I am stumped at the moment. Is there anything else I can try to get the data back off it?

The hard drive is a Fujitsu 40GB
Model MHR2040AT
Rev #: 5

Any help/advice would be muchly appreciated :)
 
The filesystem itself might be corrupted in a way that crashes/stumps the ntfs filesystem drivers hence causing the blue screen. Yes I know it sounds crazy but I've seen it happen (indeed once was when a friend-ess of mine somehow also managed to kill their PC through some dodgy software they erm, acquired over the internet.) Anyway, I've previously been able to salvage data off such drives using a Linux recovery CD (in fact I eventually after much pratting about got it booting again which was rather cool.) Using a linux recovery cd is going to be more involved than a point and click app though, so you need to have some patience and be prepared to learn about something a little different if you want to go down that route. If you're interested I'll make a few further suggestions in that regard and will try helping you.
 
That route sounds very appealing indeed, if you're not too bothered helping me out I would very much like to give this a try :)

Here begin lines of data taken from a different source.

impl SyntheticDemuxer {
    pub fn open(mut reader: SourceReader) -> Result<Self> {
        let mut magic = [0u8; 4];
        reader.read_exact(&mut magic)?;
        if &magic != MAGIC {
            return Err(DecoderError::OpenError(format!(
                "不是 MYYS 数据 ({})",
                reader.source().description()
            )));
        }
        let version = read_u8(&mut reader)?;
        if version != VERSION {
            return Err(DecoderError::OpenError(format!("不支持的 MYYS 版本: {}", version)));
        }
        let count = read_u8(&mut reader)? as usize;
        let duration = positive(read_f64(&mut reader)?);

        let mut streams = Vec::with_capacity(count);
        for index in 0..count {
            let kind = match read_u8(&mut reader)? {
                0 => Some(MediaKind::Video),
                1 => Some(MediaKind::Audio),
                _ => None,
            };
            let name_len = read_u8(&mut reader)? as usize;
            let mut name = vec![0u8; name_len];
            reader.read_exact(&mut name)?;
            let width = read_u32(&mut reader)?;
            let height = read_u32(&mut reader)?;
            let frame_rate = read_f64(&mut reader)?;
            let sample_rate = read_u32(&mut reader)?;
            let channels = read_u16(&mut reader)?;
            let bit_rate = read_u64(&mut reader)?;
            let stream_duration = positive(read_f64(&mut reader)?);
            let frame_count = read_u64(&mut reader)?;
            streams.push(StreamInfo {
                index,
                kind,
                codec_name: String::from_utf8_lossy(&name).into_owned(),
                time_base: 1.0 / 1_000_000.0,
                width,
                height,
                frame_rate,
                sample_rate,
                channels,
                bit_rate,
                duration: stream_duration,
                frame_count,
                codec_private: None,
            });
        }

        let primary = streams
            .iter()
            .position(|s| s.kind == Some(MediaKind::Video))
            .unwrap_or(0);
        let data_start = reader.position();
        Ok(Self {
            reader,
            streams,
            duration,
            data_start,
            primary,
            index: Vec::new(),
            scan_pos: data_start,
            index_complete: false,
        })
    }

    /// 读取包头；在包边界上读到末尾时返回 None
    fn read_header(&mut self) -> Result<Option<PacketHeader>> {
        let mut marker = [0u8; 1];
        if self.reader.read(&mut marker)? == 0 {
            return Ok(None);
        }
        if marker[0] != b'P' {
            return Err(DecoderError::DecodeError(format!(
                "包标记错误 @{}",
                self.reader.position() - 1
            )));
        }
        let stream = read_u8(&mut self.reader)? as usize;
        let flags = read_u8(&mut self.reader)?;
        let pts = read_f64(&mut self.reader)?;
        let dts = read_f64(&mut self.reader)?;
        let len = read_u32(&mut self.reader)?;
        Ok(Some(PacketHeader {
            stream,
            flags,
            pts,
            dts,
            len,
        }))
    }

    fn read_packet_at(&mut self, offset: u64) -> Result<Option<Packet>> {
        let Some(header) = self.read_header()? else {
            if offset == self.scan_pos {
                self.index_complete = true;
            }
            return Ok(None);
        };
        let mut data = vec![0u8; header.len as usize];
        self.reader.read_exact(&mut data)?;
        self.note_index(offset, &header);
        Ok(Some(Packet {
            stream_index: header.stream,
            pts: (header.flags & FLAG_PTS != 0).then_some(header.pts),
            dts: (header.flags & FLAG_DTS != 0).then_some(header.dts),
            key_frame: header.flags & FLAG_KEY != 0,
            data,
        }))
    }

    fn note_index(&mut self, offset: u64, header: &PacketHeader) {
        if offset != self.scan_pos {
            return;
        }
        if header.stream == self.primary && header.flags & FLAG_KEY != 0 {
            self.index.push((header.pts, offset));
        }
        self.scan_pos = offset + HEADER_LEN + header.len as u64;
    }
}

I do have some (well, very limited) experience with linux; I once installed mandrake dual boot on my pc once, didnt like how it performed and removed it shortly afterwards though!

But if this works I'll buy you a pint ;)
 
I'm sorry mate, nearly forgot/missed about this post. Been rather busy the last day or so.

Download this ISO and burn it to CD:

http://www.sysresccd.org/Download

Next, we need to decide on a strategy. Just to fill me in on the possibilities: You say you have a laptop to IDE converted and connected the drive to your main PC? Do you have another PC with a network between the 2 available? Is your PC reachable from the internet/can you set up port forwards on your router (or do you use a USB modem for your broadband?) Do you have a DVD writer in your PC? How much data on the laptop drive estimated?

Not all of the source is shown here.